**WHAT YOU SHOULD DO**
Every line of the entries below that mentions "Self" is to be copied out.

**DATA PROVIDED**
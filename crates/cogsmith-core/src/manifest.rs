//! `info.json` manifest parsing
//!
//! Both repositories and installables may carry an `info.json` file. Manifests
//! are written by hand by cog authors, so parsing is lenient: every field is
//! read independently and a malformed field falls back to its default instead
//! of rejecting the whole file.

use serde::{Deserialize, Serialize};
use serde_json::Value;
use std::collections::{BTreeMap, BTreeSet};
use std::path::Path;

use crate::error::{CoreError, Result};
use crate::installable::InstallableType;
use crate::version::VersionSpec;

/// Name of the manifest file inside repos and installables
pub const INFO_FILE_NAME: &str = "info.json";

/// Read an `info.json` file into a JSON object
///
/// Returns `Ok(None)` when the file does not exist. Invalid JSON, or JSON that
/// is not an object, is reported as [`CoreError::InvalidManifest`].
pub fn read_info_file(path: &Path) -> Result<Option<serde_json::Map<String, Value>>> {
    if !path.is_file() {
        return Ok(None);
    }

    let content = std::fs::read_to_string(path)?;
    let value: Value = serde_json::from_str(&content).map_err(|e| CoreError::InvalidManifest {
        path: path.display().to_string(),
        message: e.to_string(),
    })?;

    match value {
        Value::Object(map) => Ok(Some(map)),
        other => Err(CoreError::InvalidManifest {
            path: path.display().to_string(),
            message: format!("expected a JSON object, found {}", json_kind(&other)),
        }),
    }
}

fn json_kind(value: &Value) -> &'static str {
    match value {
        Value::Null => "null",
        Value::Bool(_) => "a boolean",
        Value::Number(_) => "a number",
        Value::String(_) => "a string",
        Value::Array(_) => "an array",
        Value::Object(_) => "an object",
    }
}

/// Read a list of strings; a bare string counts as a single-element list
pub(crate) fn string_list(value: Option<&Value>) -> Vec<String> {
    match value {
        Some(Value::String(s)) => vec![s.clone()],
        Some(Value::Array(items)) => items
            .iter()
            .filter_map(|item| item.as_str().map(str::to_string))
            .collect(),
        _ => Vec::new(),
    }
}

pub(crate) fn optional_string(value: Option<&Value>) -> Option<String> {
    value
        .and_then(Value::as_str)
        .map(str::to_string)
        .filter(|s| !s.is_empty())
}

pub(crate) fn boolean(value: Option<&Value>) -> bool {
    match value {
        Some(Value::Bool(b)) => *b,
        Some(Value::Number(n)) => n.as_f64().is_some_and(|f| f != 0.0),
        Some(Value::String(s)) => !s.is_empty(),
        Some(Value::Array(a)) => !a.is_empty(),
        Some(Value::Object(o)) => !o.is_empty(),
        _ => false,
    }
}

/// Repository level metadata from the repo root `info.json`
#[derive(Debug, Clone, Default, PartialEq, Eq, Serialize)]
pub struct RepoInfo {
    /// Repository author(s)
    pub author: Vec<String>,

    /// Long description
    pub description: Option<String>,

    /// One-line summary shown in listings
    pub short: Option<String>,

    /// Message shown after the repo is added
    pub install_msg: Option<String>,
}

impl RepoInfo {
    /// Load repo metadata from a repository folder
    ///
    /// A missing or unreadable manifest yields empty metadata.
    pub fn load(folder: &Path) -> Self {
        let path = folder.join(INFO_FILE_NAME);
        match read_info_file(&path) {
            Ok(Some(map)) => Self::from_map(&map),
            Ok(None) => Self::default(),
            Err(e) => {
                tracing::warn!("Ignoring repository info file: {}", e);
                Self::default()
            }
        }
    }

    /// Extract repo metadata from a parsed manifest
    pub fn from_map(map: &serde_json::Map<String, Value>) -> Self {
        Self {
            author: string_list(map.get("author")),
            description: optional_string(map.get("description")),
            short: optional_string(map.get("short")),
            install_msg: optional_string(map.get("install_msg")),
        }
    }
}

/// Where a required cog comes from
#[derive(Debug, Clone, Copy, Default, PartialEq, Eq, Serialize, Deserialize)]
#[serde(rename_all = "lowercase")]
pub enum RequirementRepoType {
    #[default]
    Git,
    Pypi,
    #[serde(other)]
    Unknown,
}

/// Reference to the repository containing a required cog
#[derive(Debug, Clone, PartialEq, Eq, Serialize, Deserialize)]
pub struct RequirementRepo {
    /// Repository URL, optionally suffixed with `@branch`
    pub url: String,

    /// Repository type
    #[serde(default, rename = "type")]
    pub kind: RequirementRepoType,

    /// Display name used when the repo is missing
    #[serde(default)]
    pub name: Option<String>,
}

/// A cog required by an installable (not a pip requirement)
#[derive(Debug, Clone, Default, PartialEq, Eq, Serialize, Deserialize)]
pub struct RequiredCog {
    /// Version specifier; `None` means any version
    #[serde(default)]
    pub version: Option<String>,

    /// Containing repository; `None` means the same repository
    #[serde(default)]
    pub repo: Option<RequirementRepo>,
}

/// Installable metadata parsed from an installable's `info.json`
#[derive(Debug, Clone, PartialEq, Eq)]
pub struct InstallableInfo {
    pub author: Vec<String>,
    pub bot_version: VersionSpec,
    pub python_version: VersionSpec,
    pub hidden: bool,
    pub disabled: bool,
    pub required_cogs: BTreeMap<String, RequiredCog>,
    pub requirements: Vec<String>,
    pub tags: BTreeSet<String>,
    pub kind: InstallableType,
    pub description: Option<String>,
    pub short: Option<String>,
    pub install_msg: Option<String>,
}

impl Default for InstallableInfo {
    fn default() -> Self {
        Self {
            author: Vec::new(),
            bot_version: VersionSpec::at_least(3, 0, 0),
            python_version: VersionSpec::at_least(3, 6, 0),
            hidden: false,
            disabled: false,
            required_cogs: BTreeMap::new(),
            requirements: Vec::new(),
            tags: BTreeSet::new(),
            kind: InstallableType::Cog,
            description: None,
            short: None,
            install_msg: None,
        }
    }
}

impl InstallableInfo {
    /// Extract installable metadata from a parsed manifest
    pub fn from_map(map: &serde_json::Map<String, Value>) -> Self {
        let defaults = Self::default();

        let bot_version = map
            .get("bot_version")
            .map(VersionSpec::from_value)
            .transpose()
            .unwrap_or_else(|e| {
                tracing::warn!("Ignoring bot_version: {}", e);
                None
            })
            .unwrap_or(defaults.bot_version);

        let python_version = map
            .get("python_version")
            .map(VersionSpec::from_value)
            .transpose()
            .unwrap_or_else(|e| {
                tracing::warn!("Ignoring python_version: {}", e);
                None
            })
            .unwrap_or(defaults.python_version);

        let kind = match map.get("type") {
            None => InstallableType::Cog,
            Some(Value::String(s)) => InstallableType::from_manifest(s),
            Some(_) => InstallableType::Unknown,
        };

        let required_cogs = match map.get("required_cogs") {
            Some(Value::Object(entries)) => entries
                .iter()
                .filter_map(|(name, value)| {
                    match serde_json::from_value::<RequiredCog>(value.clone()) {
                        Ok(req) => Some((name.clone(), req)),
                        Err(e) => {
                            tracing::warn!("Ignoring required cog '{}': {}", name, e);
                            None
                        }
                    }
                })
                .collect(),
            _ => BTreeMap::new(),
        };

        Self {
            author: string_list(map.get("author")),
            bot_version,
            python_version,
            // Shared libraries are never listed to users
            hidden: boolean(map.get("hidden")) || kind == InstallableType::SharedLibrary,
            disabled: boolean(map.get("disabled")),
            required_cogs,
            requirements: string_list(map.get("requirements")),
            tags: string_list(map.get("tags"))
                .into_iter()
                .map(|t| t.to_lowercase())
                .collect(),
            kind,
            description: optional_string(map.get("description")),
            short: optional_string(map.get("short")),
            install_msg: optional_string(map.get("install_msg")),
        }
    }
}

#[cfg(test)]
mod tests {
    use super::*;
    use serde_json::json;
    use tempfile::TempDir;

    fn as_map(value: Value) -> serde_json::Map<String, Value> {
        match value {
            Value::Object(map) => map,
            _ => panic!("expected object"),
        }
    }

    #[test]
    fn test_installable_info_full() {
        let info = InstallableInfo::from_map(&as_map(json!({
            "author": ["tekulvw"],
            "bot_version": [3, 0, 0],
            "description": "A long description",
            "hidden": false,
            "install_msg": "A post-installation message",
            "required_cogs": {},
            "requirements": ["tabulate"],
            "short": "A short description",
            "tags": ["Tag1", "tag2"],
            "type": "COG"
        })));

        assert_eq!(info.author, vec!["tekulvw".to_string()]);
        assert_eq!(info.bot_version.as_str(), ">=3.0.0");
        assert_eq!(info.requirements, vec!["tabulate".to_string()]);
        assert!(info.tags.contains("tag1"));
        assert!(info.tags.contains("tag2"));
        assert_eq!(info.kind, InstallableType::Cog);
        assert_eq!(info.short.as_deref(), Some("A short description"));
        assert!(!info.hidden);
    }

    #[test]
    fn test_shared_library_is_hidden() {
        let info = InstallableInfo::from_map(&as_map(json!({"type": "SHARED_LIBRARY"})));
        assert_eq!(info.kind, InstallableType::SharedLibrary);
        assert!(info.hidden);
    }

    #[test]
    fn test_unknown_type() {
        let info = InstallableInfo::from_map(&as_map(json!({"type": "PLUGIN"})));
        assert_eq!(info.kind, InstallableType::Unknown);

        let info = InstallableInfo::from_map(&as_map(json!({"type": 5})));
        assert_eq!(info.kind, InstallableType::Unknown);
    }

    #[test]
    fn test_malformed_fields_fall_back() {
        let info = InstallableInfo::from_map(&as_map(json!({
            "author": "solo",
            "python_version": {"min": 3},
            "requirements": "tabulate",
            "tags": 12
        })));

        assert_eq!(info.author, vec!["solo".to_string()]);
        assert_eq!(info.python_version.as_str(), ">=3.6.0");
        assert_eq!(info.requirements, vec!["tabulate".to_string()]);
        assert!(info.tags.is_empty());
    }

    #[test]
    fn test_required_cogs() {
        let info = InstallableInfo::from_map(&as_map(json!({
            "required_cogs": {
                "economy": {
                    "version": ">=1.0",
                    "repo": {"url": "https://github.com/owner/cogs.git@main", "name": "cogs"}
                },
                "other": {},
                "broken": {"repo": {"type": "git"}}
            }
        })));

        assert_eq!(info.required_cogs.len(), 2);
        let economy = &info.required_cogs["economy"];
        assert_eq!(economy.version.as_deref(), Some(">=1.0"));
        let repo = economy.repo.as_ref().unwrap();
        assert_eq!(repo.kind, RequirementRepoType::Git);
        assert_eq!(repo.name.as_deref(), Some("cogs"));
        assert!(info.required_cogs["other"].repo.is_none());
    }

    #[test]
    fn test_read_info_file() {
        let dir = TempDir::new().unwrap();
        let path = dir.path().join(INFO_FILE_NAME);

        assert!(read_info_file(&path).unwrap().is_none());

        std::fs::write(&path, "{not json").unwrap();
        assert!(matches!(
            read_info_file(&path),
            Err(CoreError::InvalidManifest { .. })
        ));

        std::fs::write(&path, "[1, 2]").unwrap();
        assert!(read_info_file(&path).is_err());

        std::fs::write(&path, r#"{"short": "hi"}"#).unwrap();
        let map = read_info_file(&path).unwrap().unwrap();
        assert_eq!(map["short"], "hi");
    }

    #[test]
    fn test_repo_info_load() {
        let dir = TempDir::new().unwrap();
        assert_eq!(RepoInfo::load(dir.path()), RepoInfo::default());

        std::fs::write(
            dir.path().join(INFO_FILE_NAME),
            r#"{"author": ["a", "b"], "short": "Cogs", "install_msg": "Thanks!"}"#,
        )
        .unwrap();

        let info = RepoInfo::load(dir.path());
        assert_eq!(info.author, vec!["a".to_string(), "b".to_string()]);
        assert_eq!(info.short.as_deref(), Some("Cogs"));
        assert_eq!(info.install_msg.as_deref(), Some("Thanks!"));
        assert!(info.description.is_none());
    }
}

**RESPONSE TO THE EXERCISE**
    pub fn load(folder: &Path) -> Self {
            Ok(Some(map)) => Self::from_map(&map),
            Ok(None) => Self::default(),
                Self::default()
    pub fn from_map(map: &serde_json::Map<String, Value>) -> Self {
        Self {
    fn default() -> Self {
        Self {
    pub fn from_map(map: &serde_json::Map<String, Value>) -> Self {
        let defaults = Self::default();
        Self {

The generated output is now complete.